### The task
Below are some records. Say in a single number how many of their lines include the word "PortalSurface".

(Records supplied Opens)

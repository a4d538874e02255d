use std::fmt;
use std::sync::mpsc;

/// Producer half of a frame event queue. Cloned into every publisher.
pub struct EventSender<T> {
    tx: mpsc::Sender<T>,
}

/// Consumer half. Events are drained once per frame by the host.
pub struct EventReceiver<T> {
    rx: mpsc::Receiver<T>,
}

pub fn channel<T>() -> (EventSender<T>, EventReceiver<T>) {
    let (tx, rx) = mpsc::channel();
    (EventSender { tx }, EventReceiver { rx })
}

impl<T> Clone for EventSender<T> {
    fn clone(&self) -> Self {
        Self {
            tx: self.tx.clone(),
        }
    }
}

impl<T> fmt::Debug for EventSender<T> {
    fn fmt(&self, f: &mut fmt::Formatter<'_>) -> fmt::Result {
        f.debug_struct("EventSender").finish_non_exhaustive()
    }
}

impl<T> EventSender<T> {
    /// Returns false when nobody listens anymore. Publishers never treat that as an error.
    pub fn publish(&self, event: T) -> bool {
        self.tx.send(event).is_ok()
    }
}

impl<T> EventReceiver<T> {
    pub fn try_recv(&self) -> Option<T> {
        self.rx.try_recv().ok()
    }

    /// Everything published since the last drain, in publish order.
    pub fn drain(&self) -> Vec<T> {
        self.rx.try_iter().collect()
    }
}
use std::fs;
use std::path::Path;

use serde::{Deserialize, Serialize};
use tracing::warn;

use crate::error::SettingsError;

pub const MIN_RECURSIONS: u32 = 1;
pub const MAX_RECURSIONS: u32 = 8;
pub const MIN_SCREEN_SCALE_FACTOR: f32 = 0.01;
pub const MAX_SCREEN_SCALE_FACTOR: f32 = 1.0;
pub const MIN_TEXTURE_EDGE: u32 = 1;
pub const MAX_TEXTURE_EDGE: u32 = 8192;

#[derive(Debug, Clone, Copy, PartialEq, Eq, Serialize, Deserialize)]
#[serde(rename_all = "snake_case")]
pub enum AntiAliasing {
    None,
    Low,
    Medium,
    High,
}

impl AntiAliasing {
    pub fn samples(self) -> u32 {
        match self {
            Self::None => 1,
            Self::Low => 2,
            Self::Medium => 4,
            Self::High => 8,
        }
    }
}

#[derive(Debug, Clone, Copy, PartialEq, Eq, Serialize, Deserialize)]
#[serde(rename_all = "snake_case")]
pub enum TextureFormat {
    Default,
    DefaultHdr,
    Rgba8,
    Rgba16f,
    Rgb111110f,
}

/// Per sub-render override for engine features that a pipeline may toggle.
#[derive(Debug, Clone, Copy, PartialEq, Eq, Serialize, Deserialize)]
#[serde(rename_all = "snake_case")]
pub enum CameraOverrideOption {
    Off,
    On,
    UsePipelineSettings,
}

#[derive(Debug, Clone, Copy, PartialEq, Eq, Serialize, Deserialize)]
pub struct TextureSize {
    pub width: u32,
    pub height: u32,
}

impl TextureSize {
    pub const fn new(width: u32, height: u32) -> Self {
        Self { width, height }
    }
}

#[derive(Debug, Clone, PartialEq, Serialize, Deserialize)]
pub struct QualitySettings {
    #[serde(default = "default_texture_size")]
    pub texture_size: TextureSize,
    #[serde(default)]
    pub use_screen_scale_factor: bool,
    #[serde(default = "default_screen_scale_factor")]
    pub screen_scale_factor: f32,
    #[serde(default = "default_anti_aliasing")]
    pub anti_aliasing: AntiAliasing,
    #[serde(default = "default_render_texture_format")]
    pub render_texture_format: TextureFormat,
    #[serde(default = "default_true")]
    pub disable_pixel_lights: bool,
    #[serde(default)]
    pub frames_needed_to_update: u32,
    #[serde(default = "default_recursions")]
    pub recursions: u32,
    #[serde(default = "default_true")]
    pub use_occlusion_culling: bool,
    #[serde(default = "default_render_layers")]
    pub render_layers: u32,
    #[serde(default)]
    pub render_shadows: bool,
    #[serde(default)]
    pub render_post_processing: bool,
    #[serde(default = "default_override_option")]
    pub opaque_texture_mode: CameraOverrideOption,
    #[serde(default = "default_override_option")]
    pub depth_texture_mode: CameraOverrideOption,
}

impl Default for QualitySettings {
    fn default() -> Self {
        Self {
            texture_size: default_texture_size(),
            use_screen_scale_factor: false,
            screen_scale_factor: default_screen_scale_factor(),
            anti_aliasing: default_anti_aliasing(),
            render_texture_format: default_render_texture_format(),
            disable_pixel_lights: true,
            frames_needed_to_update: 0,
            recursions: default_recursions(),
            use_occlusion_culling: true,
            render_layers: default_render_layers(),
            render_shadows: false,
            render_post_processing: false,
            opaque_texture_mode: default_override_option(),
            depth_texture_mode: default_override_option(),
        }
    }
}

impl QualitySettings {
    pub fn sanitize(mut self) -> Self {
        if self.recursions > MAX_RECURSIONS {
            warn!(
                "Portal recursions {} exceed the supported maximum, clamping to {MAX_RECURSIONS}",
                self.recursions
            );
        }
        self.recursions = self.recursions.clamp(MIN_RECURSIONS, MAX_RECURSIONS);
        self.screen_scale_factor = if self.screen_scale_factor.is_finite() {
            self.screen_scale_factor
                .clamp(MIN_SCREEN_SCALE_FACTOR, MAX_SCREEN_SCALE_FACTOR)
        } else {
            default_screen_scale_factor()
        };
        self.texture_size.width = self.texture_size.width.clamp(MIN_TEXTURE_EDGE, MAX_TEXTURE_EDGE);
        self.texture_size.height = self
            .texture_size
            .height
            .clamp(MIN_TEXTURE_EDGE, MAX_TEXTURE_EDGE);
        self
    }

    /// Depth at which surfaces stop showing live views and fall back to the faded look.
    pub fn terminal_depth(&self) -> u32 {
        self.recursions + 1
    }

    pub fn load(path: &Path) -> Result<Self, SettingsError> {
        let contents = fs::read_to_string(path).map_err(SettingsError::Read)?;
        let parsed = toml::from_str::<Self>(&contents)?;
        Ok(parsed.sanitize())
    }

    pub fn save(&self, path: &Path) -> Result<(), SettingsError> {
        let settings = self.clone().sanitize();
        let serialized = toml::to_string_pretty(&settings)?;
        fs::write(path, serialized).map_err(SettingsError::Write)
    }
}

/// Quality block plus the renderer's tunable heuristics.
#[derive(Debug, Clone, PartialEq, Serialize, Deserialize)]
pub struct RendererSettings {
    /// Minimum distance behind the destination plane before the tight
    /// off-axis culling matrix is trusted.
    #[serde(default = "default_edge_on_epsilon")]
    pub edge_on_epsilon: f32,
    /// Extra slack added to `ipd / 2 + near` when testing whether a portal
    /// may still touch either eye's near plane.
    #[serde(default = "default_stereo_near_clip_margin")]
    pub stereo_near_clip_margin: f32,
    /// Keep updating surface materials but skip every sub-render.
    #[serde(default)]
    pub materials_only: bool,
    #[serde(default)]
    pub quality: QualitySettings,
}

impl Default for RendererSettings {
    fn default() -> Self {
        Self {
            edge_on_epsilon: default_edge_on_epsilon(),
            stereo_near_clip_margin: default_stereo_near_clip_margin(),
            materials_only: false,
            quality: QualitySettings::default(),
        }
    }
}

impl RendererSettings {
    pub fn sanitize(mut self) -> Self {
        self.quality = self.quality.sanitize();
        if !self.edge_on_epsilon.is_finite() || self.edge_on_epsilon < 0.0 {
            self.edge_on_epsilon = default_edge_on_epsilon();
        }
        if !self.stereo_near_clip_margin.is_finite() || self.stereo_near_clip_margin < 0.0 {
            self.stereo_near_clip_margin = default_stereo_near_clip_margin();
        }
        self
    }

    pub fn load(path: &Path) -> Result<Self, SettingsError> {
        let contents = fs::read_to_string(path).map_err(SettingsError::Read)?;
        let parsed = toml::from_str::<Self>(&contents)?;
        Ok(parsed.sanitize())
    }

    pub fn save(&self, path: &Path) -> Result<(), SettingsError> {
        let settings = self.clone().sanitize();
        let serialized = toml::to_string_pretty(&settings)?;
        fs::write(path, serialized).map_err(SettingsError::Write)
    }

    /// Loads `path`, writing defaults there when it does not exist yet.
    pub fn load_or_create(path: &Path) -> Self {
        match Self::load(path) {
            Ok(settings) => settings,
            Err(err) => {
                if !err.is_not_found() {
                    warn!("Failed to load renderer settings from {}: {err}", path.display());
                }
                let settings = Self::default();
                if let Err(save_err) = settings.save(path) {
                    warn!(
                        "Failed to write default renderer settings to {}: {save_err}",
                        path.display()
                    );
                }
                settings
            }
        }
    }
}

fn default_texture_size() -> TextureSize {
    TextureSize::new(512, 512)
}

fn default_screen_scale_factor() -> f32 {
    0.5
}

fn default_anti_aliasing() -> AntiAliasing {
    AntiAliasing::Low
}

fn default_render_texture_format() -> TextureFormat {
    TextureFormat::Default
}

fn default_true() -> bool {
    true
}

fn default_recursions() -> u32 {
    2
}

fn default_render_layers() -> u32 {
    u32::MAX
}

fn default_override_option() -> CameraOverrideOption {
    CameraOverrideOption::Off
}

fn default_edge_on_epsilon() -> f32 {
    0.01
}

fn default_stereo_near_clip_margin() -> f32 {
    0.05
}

(Records supplied Closes)
(Records supplied Opens)

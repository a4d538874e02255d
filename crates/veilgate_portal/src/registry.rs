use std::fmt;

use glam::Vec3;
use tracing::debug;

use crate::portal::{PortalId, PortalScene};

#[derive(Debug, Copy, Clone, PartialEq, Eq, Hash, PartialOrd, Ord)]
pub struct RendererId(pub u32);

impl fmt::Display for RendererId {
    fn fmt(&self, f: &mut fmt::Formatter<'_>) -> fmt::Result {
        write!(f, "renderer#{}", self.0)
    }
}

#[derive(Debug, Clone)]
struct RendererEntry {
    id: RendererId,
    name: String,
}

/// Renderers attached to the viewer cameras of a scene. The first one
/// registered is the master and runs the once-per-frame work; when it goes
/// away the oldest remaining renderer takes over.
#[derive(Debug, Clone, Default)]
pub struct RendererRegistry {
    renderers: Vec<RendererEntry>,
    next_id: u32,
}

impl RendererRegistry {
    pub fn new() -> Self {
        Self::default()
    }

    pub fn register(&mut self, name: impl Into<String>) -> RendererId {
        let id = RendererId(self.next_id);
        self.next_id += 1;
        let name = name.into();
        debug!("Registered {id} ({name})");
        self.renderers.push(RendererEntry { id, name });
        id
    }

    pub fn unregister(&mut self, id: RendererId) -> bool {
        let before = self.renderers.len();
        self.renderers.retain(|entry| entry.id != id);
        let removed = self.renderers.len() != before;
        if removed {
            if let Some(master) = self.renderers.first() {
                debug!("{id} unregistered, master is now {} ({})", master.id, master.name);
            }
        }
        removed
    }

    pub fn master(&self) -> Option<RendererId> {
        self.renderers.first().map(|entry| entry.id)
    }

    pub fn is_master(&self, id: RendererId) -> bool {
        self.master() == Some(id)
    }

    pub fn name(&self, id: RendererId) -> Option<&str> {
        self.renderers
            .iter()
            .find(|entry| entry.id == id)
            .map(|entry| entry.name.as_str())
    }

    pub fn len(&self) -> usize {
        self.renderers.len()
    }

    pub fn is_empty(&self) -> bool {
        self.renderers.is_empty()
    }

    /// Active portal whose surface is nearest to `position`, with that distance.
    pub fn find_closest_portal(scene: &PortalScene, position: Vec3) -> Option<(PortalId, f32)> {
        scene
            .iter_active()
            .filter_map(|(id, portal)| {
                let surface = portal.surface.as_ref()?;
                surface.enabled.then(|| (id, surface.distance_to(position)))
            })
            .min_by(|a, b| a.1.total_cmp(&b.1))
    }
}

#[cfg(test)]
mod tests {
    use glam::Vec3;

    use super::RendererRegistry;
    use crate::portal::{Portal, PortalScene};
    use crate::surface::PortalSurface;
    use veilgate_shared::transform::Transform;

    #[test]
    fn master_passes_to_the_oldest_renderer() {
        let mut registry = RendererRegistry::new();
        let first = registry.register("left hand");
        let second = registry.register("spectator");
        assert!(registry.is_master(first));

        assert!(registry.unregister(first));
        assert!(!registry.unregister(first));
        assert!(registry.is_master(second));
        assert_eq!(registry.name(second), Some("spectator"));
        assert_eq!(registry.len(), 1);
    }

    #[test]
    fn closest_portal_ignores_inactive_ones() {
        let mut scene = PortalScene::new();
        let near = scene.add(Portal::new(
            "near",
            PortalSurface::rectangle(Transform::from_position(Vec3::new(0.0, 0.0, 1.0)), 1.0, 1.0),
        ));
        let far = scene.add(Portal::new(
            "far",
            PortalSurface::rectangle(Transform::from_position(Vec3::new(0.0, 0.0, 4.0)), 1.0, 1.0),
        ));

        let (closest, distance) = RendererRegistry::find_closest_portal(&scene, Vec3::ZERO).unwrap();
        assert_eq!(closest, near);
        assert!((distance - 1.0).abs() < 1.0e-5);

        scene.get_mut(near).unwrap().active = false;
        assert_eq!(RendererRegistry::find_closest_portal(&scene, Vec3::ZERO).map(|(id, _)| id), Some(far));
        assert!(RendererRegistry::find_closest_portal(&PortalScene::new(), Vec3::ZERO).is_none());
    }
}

(Records supplied Closes)

### Finished task
3